§ How to complete this task
Copy out all the lines in the records that include the word "bool".

=== Begin Enclosure ===

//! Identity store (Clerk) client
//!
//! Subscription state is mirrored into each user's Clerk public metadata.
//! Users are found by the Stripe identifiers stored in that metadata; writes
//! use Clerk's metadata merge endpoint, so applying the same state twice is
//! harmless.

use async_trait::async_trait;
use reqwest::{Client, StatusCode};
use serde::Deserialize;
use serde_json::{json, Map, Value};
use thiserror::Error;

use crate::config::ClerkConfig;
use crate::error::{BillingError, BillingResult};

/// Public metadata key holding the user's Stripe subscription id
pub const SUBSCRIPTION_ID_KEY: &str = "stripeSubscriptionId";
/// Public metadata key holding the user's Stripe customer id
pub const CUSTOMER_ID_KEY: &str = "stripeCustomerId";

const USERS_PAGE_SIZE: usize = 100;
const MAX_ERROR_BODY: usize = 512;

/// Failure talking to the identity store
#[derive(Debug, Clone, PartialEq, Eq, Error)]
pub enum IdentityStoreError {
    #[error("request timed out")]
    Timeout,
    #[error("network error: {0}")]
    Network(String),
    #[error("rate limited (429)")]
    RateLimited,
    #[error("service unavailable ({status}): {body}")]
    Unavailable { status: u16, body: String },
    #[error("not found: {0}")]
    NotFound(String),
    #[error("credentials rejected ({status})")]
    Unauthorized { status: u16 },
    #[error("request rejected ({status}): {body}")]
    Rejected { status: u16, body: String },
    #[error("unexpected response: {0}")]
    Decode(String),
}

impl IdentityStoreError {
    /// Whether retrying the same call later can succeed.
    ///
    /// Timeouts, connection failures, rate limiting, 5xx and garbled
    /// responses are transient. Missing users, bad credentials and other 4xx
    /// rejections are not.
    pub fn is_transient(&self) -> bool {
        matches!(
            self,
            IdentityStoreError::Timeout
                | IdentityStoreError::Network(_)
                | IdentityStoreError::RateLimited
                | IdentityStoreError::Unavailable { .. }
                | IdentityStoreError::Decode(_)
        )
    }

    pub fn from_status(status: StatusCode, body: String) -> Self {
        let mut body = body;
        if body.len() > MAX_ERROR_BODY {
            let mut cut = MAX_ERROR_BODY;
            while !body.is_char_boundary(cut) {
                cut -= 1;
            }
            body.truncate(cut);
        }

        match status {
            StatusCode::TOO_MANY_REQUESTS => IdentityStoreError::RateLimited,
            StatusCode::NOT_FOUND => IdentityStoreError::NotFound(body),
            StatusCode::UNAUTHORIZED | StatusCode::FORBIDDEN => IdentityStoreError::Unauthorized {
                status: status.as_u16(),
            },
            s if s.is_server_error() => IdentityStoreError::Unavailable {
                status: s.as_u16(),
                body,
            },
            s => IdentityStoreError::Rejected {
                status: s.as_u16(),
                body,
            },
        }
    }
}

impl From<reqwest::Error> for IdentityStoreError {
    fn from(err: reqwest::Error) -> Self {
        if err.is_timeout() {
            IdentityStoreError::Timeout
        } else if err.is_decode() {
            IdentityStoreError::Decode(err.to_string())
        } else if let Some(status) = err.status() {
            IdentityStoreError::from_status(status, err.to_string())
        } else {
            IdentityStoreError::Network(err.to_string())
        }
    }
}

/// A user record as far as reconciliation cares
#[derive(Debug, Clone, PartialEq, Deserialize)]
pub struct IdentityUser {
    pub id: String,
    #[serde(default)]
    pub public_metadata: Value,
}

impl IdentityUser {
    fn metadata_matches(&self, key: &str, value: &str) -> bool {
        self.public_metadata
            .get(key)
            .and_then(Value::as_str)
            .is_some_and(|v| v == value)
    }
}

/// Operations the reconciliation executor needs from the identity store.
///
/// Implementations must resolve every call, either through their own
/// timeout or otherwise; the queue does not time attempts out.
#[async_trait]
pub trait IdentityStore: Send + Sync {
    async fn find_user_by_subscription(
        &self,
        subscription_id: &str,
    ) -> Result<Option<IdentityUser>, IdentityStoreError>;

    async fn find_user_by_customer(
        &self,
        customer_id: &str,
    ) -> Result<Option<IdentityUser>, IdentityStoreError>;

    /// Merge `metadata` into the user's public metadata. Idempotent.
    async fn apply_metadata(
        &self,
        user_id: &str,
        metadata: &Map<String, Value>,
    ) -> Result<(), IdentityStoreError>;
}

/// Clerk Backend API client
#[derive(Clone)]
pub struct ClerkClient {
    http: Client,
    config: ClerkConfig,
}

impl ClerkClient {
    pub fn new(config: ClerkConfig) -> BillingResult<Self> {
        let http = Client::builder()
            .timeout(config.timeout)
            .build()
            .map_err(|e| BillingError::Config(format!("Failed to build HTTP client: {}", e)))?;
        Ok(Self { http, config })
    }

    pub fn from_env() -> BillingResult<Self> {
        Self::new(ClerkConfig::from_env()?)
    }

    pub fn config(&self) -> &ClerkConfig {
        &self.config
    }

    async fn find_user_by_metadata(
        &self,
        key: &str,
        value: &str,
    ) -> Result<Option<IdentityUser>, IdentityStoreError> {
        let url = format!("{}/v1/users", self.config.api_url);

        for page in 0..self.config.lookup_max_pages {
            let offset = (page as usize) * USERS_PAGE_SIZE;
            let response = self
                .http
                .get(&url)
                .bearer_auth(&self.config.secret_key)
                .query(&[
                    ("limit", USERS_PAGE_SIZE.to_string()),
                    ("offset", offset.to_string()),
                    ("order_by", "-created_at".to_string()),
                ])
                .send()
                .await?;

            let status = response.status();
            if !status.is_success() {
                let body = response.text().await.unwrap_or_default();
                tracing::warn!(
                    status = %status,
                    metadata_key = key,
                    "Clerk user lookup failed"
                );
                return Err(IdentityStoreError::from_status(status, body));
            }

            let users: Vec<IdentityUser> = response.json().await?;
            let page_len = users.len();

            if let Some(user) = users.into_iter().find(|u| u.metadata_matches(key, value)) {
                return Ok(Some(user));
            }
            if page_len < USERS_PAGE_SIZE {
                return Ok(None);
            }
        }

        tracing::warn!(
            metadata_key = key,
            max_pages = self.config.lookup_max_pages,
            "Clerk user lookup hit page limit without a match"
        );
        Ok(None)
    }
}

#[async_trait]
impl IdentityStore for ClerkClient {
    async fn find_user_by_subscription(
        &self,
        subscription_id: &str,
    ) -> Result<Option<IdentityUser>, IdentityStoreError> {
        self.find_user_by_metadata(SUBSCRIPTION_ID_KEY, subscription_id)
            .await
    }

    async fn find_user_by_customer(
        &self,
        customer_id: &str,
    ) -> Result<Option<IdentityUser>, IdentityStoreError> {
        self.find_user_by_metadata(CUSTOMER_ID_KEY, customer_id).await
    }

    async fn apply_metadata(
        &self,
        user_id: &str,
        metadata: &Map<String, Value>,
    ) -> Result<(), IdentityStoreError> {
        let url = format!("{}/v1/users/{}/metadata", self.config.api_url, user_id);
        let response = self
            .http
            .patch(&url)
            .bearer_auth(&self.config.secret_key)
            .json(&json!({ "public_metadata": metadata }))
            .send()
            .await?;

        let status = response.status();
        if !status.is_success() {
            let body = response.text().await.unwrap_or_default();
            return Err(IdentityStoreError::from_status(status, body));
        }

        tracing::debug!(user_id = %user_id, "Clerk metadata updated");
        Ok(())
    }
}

=== End Enclosure ===

§ Solution to this exercise
    pub fn is_transient(&self) -> bool {
    fn metadata_matches(&self, key: &str, value: &str) -> bool {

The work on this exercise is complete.